Last year, in a case involving a death-row prisoner named Bobby Moore, the U.S. Supreme Court held that Texas' framework for determining whether a capital defendant had an intellectual disability — and was therefore exempt from execution — violated the Eighth Amendment. The rejected Texas criteria had in some circles become known as "the Lennie standard" because it invited the courts to compare the defendant with the fictional character Lennie Small in John Steinbeck's "Of Mice and Men" — a giant man with the mind of a child.
With respect to Moore, the Supreme Court ruled that the Texas Court of Criminal Appeals wrongly relied on nonclinical criteria about intellectual disability to uphold his death sentence. Three justices dissented from the court's reversal. But as all justices agree, the Supreme Court's majority decision is the law of the land. And all justices unanimously agreed that the Texas court' use of lay stereotypes was erroneous and unconstitutional.

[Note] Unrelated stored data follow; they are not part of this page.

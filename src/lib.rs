pub mod chain;
pub mod config;
pub mod errors;
pub mod projector;
pub mod report;
pub mod toasts;
pub mod tracker;
pub mod utils;

// Re-export commonly used items
pub use chain::{
    ActionRequest, ChainClient, ChainError, DispatchError, ScriptedOutcome, SimulatedChain,
    StaticWallet, Submitted, TxStatus, TxStatusStream, WalletProvider,
};
pub use config::{load_config, ResolutionPolicy, ToastConfig, TrackerConfig};
pub use errors::{BlueHoleError, TrackerError};
pub use projector::{project, Aggregate, ApprovalCount, ConfirmedTotals, VoteTally, VoteTotals};
pub use toasts::{Toast, ToastQueue, ToastStatus};
pub use tracker::types::{
    ActionKind, ActionPayload, ActionState, ActorId, EntryKey, PendingAction, SubjectId,
    VoteDirection,
};
pub use tracker::{OptimisticTracker, Submission, SubmitOutcome, TrackerEvent};
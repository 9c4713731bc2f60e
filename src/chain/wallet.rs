use log::debug;
use parking_lot::RwLock;

use crate::tracker::types::ActorId;

/// Source of the currently selected wallet account
#[cfg_attr(test, mockall::automock)]
pub trait WalletProvider: Send + Sync {
    /// Address of the selected account, if any
    fn selected_actor(&self) -> Option<ActorId>;

    fn is_connected(&self) -> bool;
}

/// The selected actor, only while the wallet is connected
pub fn connected_actor(wallet: &dyn WalletProvider) -> Option<ActorId> {
    if wallet.is_connected() {
        wallet.selected_actor()
    } else {
        None
    }
}

#[derive(Debug, Default)]
struct WalletState {
    connected: bool,
    selected: Option<ActorId>,
}

/// In-process wallet whose selected account is switched explicitly
#[derive(Debug, Default)]
pub struct StaticWallet {
    state: RwLock<WalletState>,
}

impl StaticWallet {
    /// A wallet with no account selected
    pub fn disconnected() -> Self {
        Self::default()
    }

    /// A connected wallet with the given account selected
    pub fn connected(actor: impl Into<ActorId>) -> Self {
        Self {
            state: RwLock::new(WalletState {
                connected: true,
                selected: Some(actor.into()),
            }),
        }
    }

    /// Connect and select an account
    pub fn select(&self, actor: impl Into<ActorId>) {
        let actor = actor.into();
        debug!("Selecting wallet account {}", actor);
        let mut state = self.state.write();
        state.connected = true;
        state.selected = Some(actor);
    }

    pub fn disconnect(&self) {
        debug!("Disconnecting wallet");
        let mut state = self.state.write();
        state.connected = false;
        state.selected = None;
    }
}

impl WalletProvider for StaticWallet {
    fn selected_actor(&self) -> Option<ActorId> {
        self.state.read().selected.clone()
    }

    fn is_connected(&self) -> bool {
        self.state.read().connected
    }
}
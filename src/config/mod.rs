// Tracker configuration: presets, validation and layered loading

pub mod loader;
pub mod presets;
pub mod validation;

pub use loader::{load_config, parse_config, ConfigError};
pub use presets::{ResolutionPolicy, ToastConfig, TrackerConfig};
pub use validation::{
    ConfigValidationError, ConfigValidator, ValidationIssue, ValidationResult, ValidationRule,
};

#[cfg(test)]
mod tests;
use std::fmt;
use std::time::Duration;

use serde::{Deserialize, Serialize};

/// How a resolution is applied when the entry has been re-armed since it was submitted
#[derive(Debug, Clone, Copy, PartialEq, Eq, Hash, Serialize, Deserialize)]
pub enum ResolutionPolicy {
    /// Whichever submission resolves last sets the visible state
    LastResolvedWins,
    /// Resolutions of superseded submissions are ignored
    LatestSubmissionWins,
}

impl Default for ResolutionPolicy {
    fn default() -> Self {
        ResolutionPolicy::LastResolvedWins
    }
}

impl fmt::Display for ResolutionPolicy {
    fn fmt(&self, f: &mut fmt::Formatter<'_>) -> fmt::Result {
        match self {
            ResolutionPolicy::LastResolvedWins => write!(f, "LastResolvedWins"),
            ResolutionPolicy::LatestSubmissionWins => write!(f, "LatestSubmissionWins"),
        }
    }
}

/// Transaction toast settings
#[derive(Debug, Clone, PartialEq, Eq, Serialize, Deserialize)]
#[serde(default)]
pub struct ToastConfig {
    /// Maximum number of toasts visible at once
    pub max_visible: usize,
    /// Auto-dismiss delay for success toasts, 0 keeps them until dismissed
    pub success_ttl_ms: u64,
}

impl Default for ToastConfig {
    fn default() -> Self {
        Self {
            max_visible: 5,
            success_ttl_ms: 5_000,
        }
    }
}

impl ToastConfig {
    pub fn success_ttl(&self) -> Option<Duration> {
        (self.success_ttl_ms > 0).then(|| Duration::from_millis(self.success_ttl_ms))
    }
}

/// Tracker configuration
#[derive(Debug, Clone, PartialEq, Eq, Serialize, Deserialize)]
#[serde(default)]
pub struct TrackerConfig {
    /// How long a confirmed entry stays visible
    pub grace_period_ms: u64,

    /// Fail entries still pending after this long. Unset waits forever.
    pub pending_timeout_ms: Option<u64>,

    pub resolution_policy: ResolutionPolicy,

    pub toasts: ToastConfig,
}

impl Default for TrackerConfig {
    fn default() -> Self {
        Self {
            grace_period_ms: 5_000,
            pending_timeout_ms: None,
            resolution_policy: ResolutionPolicy::LastResolvedWins,
            toasts: ToastConfig::default(),
        }
    }
}

impl TrackerConfig {
    /// Sequence-guarded resolutions and a two minute pending timeout
    pub fn strict() -> Self {
        Self {
            pending_timeout_ms: Some(120_000),
            resolution_policy: ResolutionPolicy::LatestSubmissionWins,
            ..Self::default()
        }
    }

    pub fn grace_period(&self) -> Duration {
        Duration::from_millis(self.grace_period_ms)
    }

    pub fn pending_timeout(&self) -> Option<Duration> {
        self.pending_timeout_ms.map(Duration::from_millis)
    }
}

The Supreme Court's majority opinion emphasized that, as a 13-year-old, Moore lacked a basic understanding of the days of the week, the months of the year, telling time, the seasons and the concept that subtraction is the reverse of addition. Stressing that Moore's serious mental and social difficulties were clear from early childhood, the court highlighted what it called "the considerable objective evidence of Moore's adaptive deficits." The majority also held that Moore's IQ is well within the range of intellectual disability, an issue that is no longer in dispute.
As is customary, the Supreme Court then sent the case back to the Texas court for further proceedings.
If the system were working as it should, Moore's case would have been a routine matter of the Texas court applying the Supreme Court's decision and current medical standards as directed and prohibiting Moore's execution. Even the prosecutors who had obtained the death penalty against Moore agreed in a formal filing to the Texas court that, in light of the controlling medical and legal standards, Moore is intellectually disabled and should not be executed.
Yet in a stark conflict with black letter law, the state appellate court again ruled that Moore is not intellectually disabled and set him on course for execution. The decision made reference to the Supreme Court's ruling, but for the second time relied on lay stereotypes and nonclinical criteria — despite the Supreme Court's explicit instructions.